Un'infermiera con una boccetta di vaccino anti-Covid di Pfizer/BioNTech al Guy's Hospital di Londra l'8 dicembre scorso
Un’infermiera con una boccetta di vaccino anti-Covid di Pfizer/BioNTech al Guy’s Hospital di Londra l’8 dicembre scorso 
Diritti d’autore  Frank Augstein/Copyright 2020 The Associated Press. All rights reserved 

Mentre in diversi Paesi, dalla Russia al Regno Unito, vengono già somministrati i primi vaccini anti-coronavirus, la prossima sfida sarà convincere almeno il 70% della popolazione a farsi vaccinare. Solo così, infatti, si potrà vincere il Covid-19.

Ma quanta fiducia ripongono gli europei nel vaccino? Quante persone nei vari Stati UE si dicono disposte a farsi iniettare il farmaco?

Sono diversi i sondaggi che mostrano come gli europei siano piuttosto scettici nei confronti dei vaccini.

Uno recente, condotto su più di 13.400 persone in 19 paesi, ha rilevato come siano i polacchi i più scettici del nostro continente. Meno della metà di loro si farebbe vaccinare (42%). Stesse conclusioni di un rilevamento del World Economic Forum-Ipsos.

Più scettica dell’Italia è la Francia, dove poco più della metà della popolazione (54%) si dice disposta ad assumere il farmaco. Da noi, questa percentuale sale al 65%.

Svezia, Germania e Spagna fanno registrare livelli di scetticismo più elevati rispetto ad altri paesi sviluppati come Stati Uniti e Corea del Sud.

 

Tutti questi risultati sono in linea con un sondaggio globale datato 2019 e condotto dall’organizzazione no-profit Wellcome e dal Vaccine Confidence Project. Anche qui viene indicato che nei paesi europei la probabilità di avere fiducia nei vaccini è più bassa che nel resto del mondo.

“La tendenza generale che la nostra indagine mostra, in tutto il mondo, è che più un paese è ricco e più è economicamente sviluppato, meno la gente tende ad avere fiducia nei vaccini”, dice Imran Khan, responsabile del Wellcome Trust.

In molti di questi Paesi ricchi, l’accesso ai vaccini è maggiore, così come sono più numerose le vaccinazioni obbligatorie per l’infanzia, mentre nei Paesi più poveri, con una maggiore fiducia nei vaccini, si registrano tassi di vaccinazione inferiori dovuti ad una minore accessibilità.

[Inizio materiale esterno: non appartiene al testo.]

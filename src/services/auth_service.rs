use argon2::{
    Argon2, PasswordHasher,
    password_hash::{PasswordHash, PasswordVerifier, SaltString},
};
use chrono::{DateTime, Utc};
use password_hash::rand_core::OsRng;
use sqlx::FromRow;
use uuid::Uuid;

use crate::{
    audit::record,
    dto::auth::{LoginRequest, LoginResponse, RegisterRequest},
    error::{AppError, AppResult},
    middleware::auth::{ROLE_USER, issue_token},
    models::User,
    response::{ApiResponse, Meta},
    state::AppState,
};

#[derive(FromRow)]
struct UserRow {
    id: Uuid,
    email: String,
    name: String,
    phone: Option<String>,
    password_hash: String,
    role: String,
    created_at: DateTime<Utc>,
}

impl From<UserRow> for User {
    fn from(row: UserRow) -> Self {
        Self {
            id: row.id,
            email: row.email,
            name: row.name,
            phone: row.phone,
            role: row.role,
            created_at: row.created_at,
        }
    }
}

pub async fn register_user(
    state: &AppState,
    payload: RegisterRequest,
) -> AppResult<ApiResponse<User>> {
    payload.validate()?;
    let email = payload.email.trim().to_lowercase();

    let exist: Option<(Uuid,)> = sqlx::query_as("SELECT id FROM users WHERE email = $1")
        .bind(email.as_str())
        .fetch_optional(&state.pool)
        .await?;
    if exist.is_some() {
        return Err(AppError::Duplicate("Email is already taken".to_string()));
    }

    let password_hash = hash_password(&payload.password)?;

    let user: UserRow = sqlx::query_as(
        r#"
        INSERT INTO users (id, email, name, password_hash, role)
        VALUES ($1, $2, $3, $4, $5)
        RETURNING id, email, name, phone, password_hash, role, created_at
        "#,
    )
    .bind(Uuid::new_v4())
    .bind(email.as_str())
    .bind(payload.name.trim())
    .bind(password_hash)
    .bind(ROLE_USER)
    .fetch_one(&state.pool)
    .await?;

    record(
        &state.pool,
        user.id,
        "user_register",
        "users",
        serde_json::json!({ "user_id": user.id }),
    )
    .await;

    Ok(ApiResponse::success(
        "User created",
        User::from(user),
        Some(Meta::empty()),
    ))
}

pub async fn login_user(
    state: &AppState,
    payload: LoginRequest,
) -> AppResult<ApiResponse<LoginResponse>> {
    let email = payload.email.trim().to_lowercase();
    let user: Option<UserRow> = sqlx::query_as(
        "SELECT id, email, name, phone, password_hash, role, created_at FROM users WHERE email = $1",
    )
    .bind(email.as_str())
    .fetch_optional(&state.pool)
    .await?;

    let user = user.ok_or_else(invalid_credentials)?;
    if !verify_password(&payload.password, &user.password_hash)? {
        return Err(invalid_credentials());
    }

    let token = issue_token(&state.config.jwt_secret, user.id, &user.role)?;

    record(
        &state.pool,
        user.id,
        "user_login",
        "users",
        serde_json::json!({ "user_id": user.id }),
    )
    .await;

    Ok(ApiResponse::success(
        "Logged in",
        LoginResponse { token },
        Some(Meta::empty()),
    ))
}

fn invalid_credentials() -> AppError {
    AppError::Unauthorized("Invalid email or password".into())
}

pub fn hash_password(password: &str) -> AppResult<String> {
    let salt = SaltString::generate(&mut OsRng);
    Argon2::default()
        .hash_password(password.as_bytes(), &salt)
        .map(|hash| hash.to_string())
        .map_err(|e| AppError::Internal(anyhow::anyhow!(e.to_string())))
}

fn verify_password(password: &str, stored: &str) -> AppResult<bool> {
    let parsed = PasswordHash::new(stored)
        .map_err(|_| AppError::Internal(anyhow::anyhow!("Invalid password hash")))?;
    Ok(Argon2::default()
        .verify_password(password.as_bytes(), &parsed)
        .is_ok())
}

#[cfg(test)]
mod tests {
    use super::{hash_password, verify_password};

    #[test]
    fn hash_round_trips_and_rejects_wrong_password() {
        let hash = hash_password("correct horse").unwrap();
        assert!(hash.starts_with("$argon2"));
        assert!(verify_password("correct horse", &hash).unwrap());
        assert!(!verify_password("battery staple", &hash).unwrap());
    }

    #[test]
    fn garbage_hash_is_an_internal_error() {
        assert!(verify_password("anything", "not-a-hash").is_err());
    }
}
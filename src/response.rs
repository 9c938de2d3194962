use serde::Serialize;
use utoipa::ToSchema;

/// Paging info for list endpoints. Single-resource responses send all nulls.
#[derive(Debug, Serialize, ToSchema, Clone, PartialEq, Eq)]
pub struct Meta {
    pub page: Option<i64>,
    pub per_page: Option<i64>,
    pub total: Option<i64>,
}

impl Meta {
    pub fn new(page: i64, per_page: i64, total: i64) -> Self {
        Self {
            page: Some(page),
            per_page: Some(per_page),
            total: Some(total),
        }
    }

    pub fn empty() -> Self {
        Self {
            page: None,
            per_page: None,
            total: None,
        }
    }
}

/// `{ message, data, meta }` envelope shared by every JSON response, errors included.
#[derive(Debug, Serialize, ToSchema)]
pub struct ApiResponse<T> {
    pub message: String,
    pub data: Option<T>,
    pub meta: Option<Meta>,
}

impl<T: Serialize> ApiResponse<T> {
    pub fn success(message: impl Into<String>, data: T, meta: Option<Meta>) -> Self {
        Self {
            message: message.into(),
            data: Some(data),
            meta,
        }
    }

    pub fn ok(data: T) -> Self {
        Self::success("OK", data, Some(Meta::empty()))
    }
}
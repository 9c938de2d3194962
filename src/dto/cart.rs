use rust_decimal::Decimal;
use serde::{Deserialize, Serialize};
use utoipa::ToSchema;
use uuid::Uuid;

use crate::models::ProductSummary;

#[derive(Debug, Deserialize, ToSchema)]
pub struct AddToCartRequest {
    pub product_id: Uuid,
    /// Defaults to 1.
    pub quantity: Option<i32>,
}

#[derive(Debug, Deserialize, ToSchema)]
pub struct UpdateCartItemRequest {
    pub quantity: i32,
}

#[derive(Debug, Serialize, ToSchema)]
pub struct CartList {
    pub items: Vec<CartItemDto>,
    #[schema(value_type = String)]
    pub subtotal: Decimal,
}

#[derive(Debug, Serialize, ToSchema)]
pub struct CartItemDto {
    pub id: Uuid,
    pub product: ProductSummary,
    pub quantity: i32,
    #[schema(value_type = String)]
    pub line_total: Decimal,
}
use axum::{
    Json, Router,
    extract::State,
    routing::get,
};

use crate::{
    dto::products::{CreateProductRequest, ProductDetail, ProductList, UpdateProductRequest},
    error::AppResult,
    middleware::auth::AuthUser,
    models::Product,
    response::ApiResponse,
    routes::{
        extract::{ApiJson, ApiPath, ApiQuery},
        params::ProductQuery,
    },
    services::product_service,
    state::AppState,
};

pub fn router() -> Router<AppState> {
    Router::new()
        .route("/", get(list_products).post(create_product))
        .route(
            "/{slug}",
            get(get_product).put(update_product).delete(delete_product),
        )
}

#[utoipa::path(
    get,
    path = "/api/products",
    params(ProductQuery),
    responses(
        (status = 200, description = "Active products", body = ApiResponse<ProductList>)
    ),
    tag = "Products"
)]
pub async fn list_products(
    State(state): State<AppState>,
    ApiQuery(query): ApiQuery<ProductQuery>,
) -> AppResult<Json<ApiResponse<ProductList>>> {
    let resp = product_service::list_products(&state, query).await?;
    Ok(Json(resp))
}

#[utoipa::path(
    get,
    path = "/api/products/{slug}",
    params(("slug" = String, Path, description = "Product slug")),
    responses(
        (status = 200, description = "Product with reviews and rating", body = ApiResponse<ProductDetail>),
        (status = 404, description = "Product not found"),
    ),
    tag = "Products"
)]
pub async fn get_product(
    State(state): State<AppState>,
    ApiPath(slug): ApiPath<String>,
) -> AppResult<Json<ApiResponse<ProductDetail>>> {
    let resp = product_service::get_product(&state, &slug).await?;
    Ok(Json(resp))
}

#[utoipa::path(
    post,
    path = "/api/products",
    request_body = CreateProductRequest,
    responses(
        (status = 200, description = "Product created", body = ApiResponse<Product>),
        (status = 403, description = "Admin only"),
        (status = 409, description = "Slug already in use"),
    ),
    security(("bearer_auth" = [])),
    tag = "Products"
)]
pub async fn create_product(
    State(state): State<AppState>,
    user: AuthUser,
    ApiJson(payload): ApiJson<CreateProductRequest>,
) -> AppResult<Json<ApiResponse<Product>>> {
    let resp = product_service::create_product(&state, &user, payload).await?;
    Ok(Json(resp))
}

#[utoipa::path(
    put,
    path = "/api/products/{slug}",
    params(("slug" = String, Path, description = "Product slug")),
    request_body = UpdateProductRequest,
    responses(
        (status = 200, description = "Product updated", body = ApiResponse<Product>),
        (status = 404, description = "Product not found"),
    ),
    security(("bearer_auth" = [])),
    tag = "Products"
)]
pub async fn update_product(
    State(state): State<AppState>,
    user: AuthUser,
    ApiPath(slug): ApiPath<String>,
    ApiJson(payload): ApiJson<UpdateProductRequest>,
) -> AppResult<Json<ApiResponse<Product>>> {
    let resp = product_service::update_product(&state, &user, &slug, payload).await?;
    Ok(Json(resp))
}

#[utoipa::path(
    delete,
    path = "/api/products/{slug}",
    params(("slug" = String, Path, description = "Product slug")),
    responses(
        (status = 200, description = "Deleted, or deactivated when already ordered"),
        (status = 404, description = "Product not found"),
    ),
    security(("bearer_auth" = [])),
    tag = "Products"
)]
pub async fn delete_product(
    State(state): State<AppState>,
    user: AuthUser,
    ApiPath(slug): ApiPath<String>,
) -> AppResult<Json<ApiResponse<serde_json::Value>>> {
    let resp = product_service::delete_product(&state, &user, &slug).await?;
    Ok(Json(resp))
}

L’Organizzazione Mondiale della Sanità (OMS) indica che lo scetticismo nei vaccini è stata una delle principali minacce per la salute globale nel 2019. In alcuni Paesi si era sulla buona strada per eliminare il morbillo, ma la malattia è tornata a circolare.

Scetticismo sui vaccini legato alla fiducia nei governi

L’indagine globale di Nature rileva che le persone con i più alti livelli di fiducia nelle informazioni dei propri governi sono anche le più propense a farsi vaccinare. Come mai?

Perché “i vaccini sono altamente regolamentati a livello globale dai governi, raccomandati dai governi, a volte richiesti o imposti dai governi”, dice la dott.ssa Heidi Larson, direttrice del Vaccine Confidence Project alla London School of Hygiene & Tropical Medicine.

“Se hai qualche problema con il tuo governo, o nutri diffidenza per come sei stato trattato dalle istituzioni… se fai parte di un gruppo emarginato, se ti senti tradito dalla leadership politica, ci penserai due volte prima di accettare un vaccino deciso dalle stesse élite che lo regolano e che potrebbero imporlo”, aggiunge Larson, una delle autrici dello studio Nature.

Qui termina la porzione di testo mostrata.